Pour relever ces défis clés, à la suite de notre travail de mise en œuvre, j’ai fait des recommandations autour de l’automatisation, de la configuration et de la version, de la séparation des préoccupations liées aux données, de la documentation et de l’alignement nécessaire entre leurs équipes de données, de plate-forme et de modélisation. Notre travail a convaincu un chef de la data science initialement très sceptique que Databricks est la voie à suivre, avec pour objectif déclaré après notre départ de migrer leurs modèles restants vers Databricks le plus rapidement possible.

Ceci a été un entretien fascinant qui a touché à de nombreux sujets, je me sens comme ayant appris beaucoup sur l’open source. Les lecteurs qui souhaitent en savoir plus peuvent visiter le site Web corporatif SPR ou le site Web d’Erik Gfesser.

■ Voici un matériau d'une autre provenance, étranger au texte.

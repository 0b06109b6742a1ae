//! フラグメント再組み立て
//!
//! 2 つのポリシーを持つ。
//!
//! - **arrival-order assembly**（既定）: 到着順にペイロードを連結し、`complete` の
//!   フラグメントでフレームを確定する。並べ替え・重複排除・欠落検出は行わない。
//!   UDP で欠落・順序入れ替えが起きると組み立て結果は壊れ、復号またはデコードで失敗する。
//! - **indexed reordering**: `(frame_id, fragment_order)` をキーにバッファし、
//!   `0..=final` がすべて揃った時点でフレームを確定する。

use alloc::collections::BTreeMap;
use alloc::vec::Vec;

use crate::trailer::Trailer;

/// 再組み立てポリシー
#[derive(Debug, Clone, Copy, PartialEq, Eq, Default)]
#[cfg_attr(
    feature = "serde",
    derive(serde::Serialize, serde::Deserialize),
    serde(rename_all = "snake_case")
)]
pub enum AssemblyPolicy {
    /// 到着順に連結する
    #[default]
    ArrivalOrder,
    /// frame_id / fragment_order で並べ替える
    Indexed,
}

/// 到着順の再組み立てバッファ
///
/// 直前の `take_and_reset()` 以降に `append()` されたペイロードを、
/// 呼び出し順にそのまま連結したものを常に保持する。
#[derive(Debug, Default)]
pub struct ArrivalOrderAssembly {
    buffer: Vec<u8>,
}

impl ArrivalOrderAssembly {
    pub fn new() -> Self {
        Self::default()
    }

    /// ペイロードを末尾に追加する（サイズ上限は呼び出し側が課す）
    pub fn append(&mut self, payload: &[u8]) {
        self.buffer.extend_from_slice(payload);
    }

    /// 蓄積したバイト列を取り出し、バッファを空にする
    pub fn take_and_reset(&mut self) -> Vec<u8> {
        core::mem::take(&mut self.buffer)
    }

    pub fn buffer(&self) -> &[u8] {
        &self.buffer
    }

    pub fn len(&self) -> usize {
        self.buffer.len()
    }

    pub fn is_empty(&self) -> bool {
        self.buffer.is_empty()
    }
}

/// frame_id / fragment_order による並べ替えバッファ
///
/// 新しい frame_id のフラグメントが来たら、組み立て途中のフレームは破棄する。
///
/// fragment_order は u8 なので、扱えるのは 1 フレーム 256 フラグメント
/// （1400 バイト分割で約 358 KB）まで。それを超えると送信側で order が 0 に戻る。
/// 同じ order に異なるペイロードが届いたらこの折り返しとみなし、そのフレームは
/// frame_id が変わるまで読み捨てる。同一内容の重複は無視する。
#[derive(Debug, Default)]
pub struct IndexedAssembly {
    /// 現在組み立て中の frame_id
    current_id: Option<u8>,
    /// 受信済みペイロード（fragment_order → payload）
    arrived: BTreeMap<u8, Vec<u8>>,
    /// complete フラグ付きフラグメントの fragment_order
    final_order: Option<u8>,
    /// fragment_order の折り返しを検出し、現在の frame_id を読み捨て中
    order_wrapped: bool,
    /// 揃わないまま破棄したフレーム数
    abandoned: u64,
}

impl IndexedAssembly {
    pub fn new() -> Self {
        Self::default()
    }

    /// フラグメントを追加する
    ///
    /// # 戻り値
    /// - `Some(Vec<u8>)`: すべてのフラグメントが揃い、順に連結したフレーム
    /// - `None`: まだフラグメントが足りない
    pub fn add_fragment(&mut self, trailer: &Trailer, payload: &[u8]) -> Option<Vec<u8>> {
        if self.current_id != Some(trailer.frame_id) {
            if !self.arrived.is_empty() {
                self.abandoned += 1;
            }
            self.clear();
            self.current_id = Some(trailer.frame_id);
        }

        if self.order_wrapped {
            return None;
        }
        if let Some(existing) = self.arrived.get(&trailer.fragment_order) {
            if existing.as_slice() != payload {
                self.order_wrapped = true;
                self.abandoned += 1;
                self.arrived.clear();
                self.final_order = None;
            }
            return None;
        }

        if trailer.complete {
            self.final_order = Some(trailer.fragment_order);
        }
        self.arrived.insert(trailer.fragment_order, payload.to_vec());

        let assembled = self.try_assemble()?;
        // 同じ frame_id の再送・重複で二重に確定しないよう、ID は保持したまま中身だけ捨てる
        self.arrived.clear();
        self.final_order = None;
        Some(assembled)
    }

    /// 0..=final がすべて揃っていれば連結して返す
    fn try_assemble(&self) -> Option<Vec<u8>> {
        let final_order = self.final_order?;
        if (0..=final_order).any(|order| !self.arrived.contains_key(&order)) {
            return None;
        }

        let mut assembled = Vec::with_capacity(self.buffered_len());
        for order in 0..=final_order {
            assembled.extend_from_slice(&self.arrived[&order]);
        }
        Some(assembled)
    }

    /// バッファ中のペイロード総バイト数
    pub fn buffered_len(&self) -> usize {
        self.arrived.values().map(Vec::len).sum()
    }

    /// 組み立て途中の状態を捨てる
    pub fn clear(&mut self) {
        self.current_id = None;
        self.arrived.clear();
        self.final_order = None;
        self.order_wrapped = false;
    }

    /// 現在組み立て中の frame_id
    pub fn current_id(&self) -> Option<u8> {
        self.current_id
    }

    /// 揃わないまま破棄したフレーム数
    pub fn abandoned_frames(&self) -> u64 {
        self.abandoned
    }
}

/// ポリシーに応じた再組み立て器
///
/// パイプラインはこの型だけを扱うので、ポリシーを差し替えても駆動側の契約は変わらない。
#[derive(Debug)]
pub enum Reassembler {
    ArrivalOrder(ArrivalOrderAssembly),
    Indexed(IndexedAssembly),
}

impl Reassembler {
    pub fn new(policy: AssemblyPolicy) -> Self {
        match policy {
            AssemblyPolicy::ArrivalOrder => Reassembler::ArrivalOrder(ArrivalOrderAssembly::new()),
            AssemblyPolicy::Indexed => Reassembler::Indexed(IndexedAssembly::new()),
        }
    }

    /// フラグメントを受け取り、フレームが確定したら組み立て済みバイト列を返す
    pub fn accept(&mut self, trailer: &Trailer, payload: &[u8]) -> Option<Vec<u8>> {
        match self {
            Reassembler::ArrivalOrder(assembly) => {
                assembly.append(payload);
                trailer.complete.then(|| assembly.take_and_reset())
            }
            Reassembler::Indexed(assembly) => assembly.add_fragment(trailer, payload),
        }
    }

    /// 確定前のバッファ長
    pub fn buffered_len(&self) -> usize {
        match self {
            Reassembler::ArrivalOrder(assembly) => assembly.len(),
            Reassembler::Indexed(assembly) => assembly.buffered_len(),
        }
    }

    /// 組み立て途中のフレームを破棄する
    pub fn reset(&mut self) {
        match self {
            Reassembler::ArrivalOrder(assembly) => {
                assembly.take_and_reset();
            }
            Reassembler::Indexed(assembly) => assembly.clear(),
        }
    }

    pub fn policy(&self) -> AssemblyPolicy {
        match self {
            Reassembler::ArrivalOrder(_) => AssemblyPolicy::ArrivalOrder,
            Reassembler::Indexed(_) => AssemblyPolicy::Indexed,
        }
    }
}

#[cfg(test)]
mod tests {
    use super::*;

    fn trailer(frame_id: u8, fragment_order: u8, complete: bool) -> Trailer {
        Trailer {
            frame_id,
            fragment_order,
            complete,
        }
    }

    #[test]
    fn test_arrival_order_concatenates_in_call_order() {
        let mut assembly = ArrivalOrderAssembly::new();
        assembly.append(b"abc");
        assembly.append(b"");
        assembly.append(b"de");
        assembly.append(b"f");
        assert_eq!(assembly.buffer(), b"abcdef");
        assert_eq!(assembly.len(), 6);
    }

    #[test]
    fn test_take_and_reset_leaves_no_residue() {
        let mut assembly = ArrivalOrderAssembly::new();
        assembly.append(b"old frame");
        assert_eq!(assembly.take_and_reset(), b"old frame");
        assert!(assembly.is_empty());

        assembly.append(b"x");
        assert_eq!(assembly.buffer(), b"x");
    }

    #[test]
    fn test_arrival_order_ignores_ids() {
        // frame_id / fragment_order はアセンブリに影響しない
        let mut reassembler = Reassembler::new(AssemblyPolicy::ArrivalOrder);
        assert_eq!(reassembler.accept(&trailer(9, 5, false), b"A"), None);
        assert_eq!(reassembler.accept(&trailer(1, 0, false), b"B"), None);
        assert_eq!(
            reassembler.accept(&trailer(4, 4, true), b"C"),
            Some(b"ABC".to_vec())
        );
        assert_eq!(reassembler.buffered_len(), 0);
    }

    #[test]
    fn test_indexed_reorders_fragments() {
        let mut reassembler = Reassembler::new(AssemblyPolicy::Indexed);
        assert_eq!(reassembler.accept(&trailer(1, 2, true), b"C"), None);
        assert_eq!(reassembler.accept(&trailer(1, 0, false), b"A"), None);
        assert_eq!(reassembler.buffered_len(), 2);
        assert_eq!(
            reassembler.accept(&trailer(1, 1, false), b"B"),
            Some(b"ABC".to_vec())
        );
        assert_eq!(reassembler.buffered_len(), 0);
    }

    #[test]
    fn test_indexed_new_id_abandons_incomplete_frame() {
        let mut assembly = IndexedAssembly::new();
        assert_eq!(assembly.add_fragment(&trailer(1, 0, false), b"lost"), None);

        let result = assembly.add_fragment(&trailer(2, 0, true), b"fresh");
        assert_eq!(result, Some(b"fresh".to_vec()));
        assert_eq!(assembly.abandoned_frames(), 1);
        assert_eq!(assembly.current_id(), Some(2));
    }

    #[test]
    fn test_indexed_duplicate_does_not_emit_twice() {
        let mut assembly = IndexedAssembly::new();
        assert_eq!(
            assembly.add_fragment(&trailer(3, 0, true), b"once"),
            Some(b"once".to_vec())
        );
        // 完成済み frame_id の後着フラグメントだけでは再び完成しない
        assert_eq!(assembly.add_fragment(&trailer(3, 1, true), b"dup"), None);
    }

    #[test]
    fn test_indexed_identical_duplicate_ignored() {
        let mut assembly = IndexedAssembly::new();
        assembly.add_fragment(&trailer(1, 0, false), b"first");
        assembly.add_fragment(&trailer(1, 0, false), b"first");
        assert_eq!(
            assembly.add_fragment(&trailer(1, 1, true), b"!"),
            Some(b"first!".to_vec())
        );
        assert_eq!(assembly.abandoned_frames(), 0);
    }

    #[test]
    fn test_indexed_order_wrap_drops_frame() {
        use crate::fragment::Fragmenter;
        use crate::trailer::Datagram;

        // 1 バイト分割で 300 フラグメント → order が 255 の次に 0 へ戻る
        let mut fragmenter = Fragmenter::new(1);
        let oversized: Vec<u8> = (0..300u32).map(|i| (i + i / 256) as u8).collect();
        let mut assembly = IndexedAssembly::new();
        for datagram in fragmenter.make_datagrams(&oversized) {
            let datagram = Datagram::parse(&datagram).unwrap();
            assert_eq!(assembly.add_fragment(&datagram.trailer, datagram.payload), None);
        }
        assert_eq!(assembly.abandoned_frames(), 1);
        assert_eq!(assembly.buffered_len(), 0);

        // 次の frame_id は普通に組み立てられる
        for datagram in fragmenter.make_datagrams(b"next") {
            let datagram = Datagram::parse(&datagram).unwrap();
            let result = assembly.add_fragment(&datagram.trailer, datagram.payload);
            if datagram.trailer.complete {
                assert_eq!(result, Some(b"next".to_vec()));
            }
        }
        assert_eq!(assembly.abandoned_frames(), 1);
    }

    #[test]
    fn test_reset_discards_partial_frame() {
        for policy in [AssemblyPolicy::ArrivalOrder, AssemblyPolicy::Indexed] {
            let mut reassembler = Reassembler::new(policy);
            reassembler.accept(&trailer(1, 0, false), b"partial");
            assert_eq!(reassembler.buffered_len(), 7);
            reassembler.reset();
            assert_eq!(reassembler.buffered_len(), 0);
            assert_eq!(reassembler.policy(), policy);
        }
    }
}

Antoine est un leader visionnaire et partenaire fondateur de Unite.AI, animé par une passion inébranlable pour façonner et promouvoir l'avenir de l'IA et de la robotique. Un entrepreneur en série, il croit que l'IA sera aussi perturbatrice pour la société que l'électricité, et se fait souvent prendre en train de vanter le potentiel des technologies perturbatrices et de l'AGI.
En tant que futurist, il se consacre à explorer comment ces innovations vont façonner notre monde. En outre, il est le fondateur de Securities.io, une plateforme axée sur l'investissement dans les technologies de pointe qui redéfinissent l'avenir et remodelent des secteurs entiers.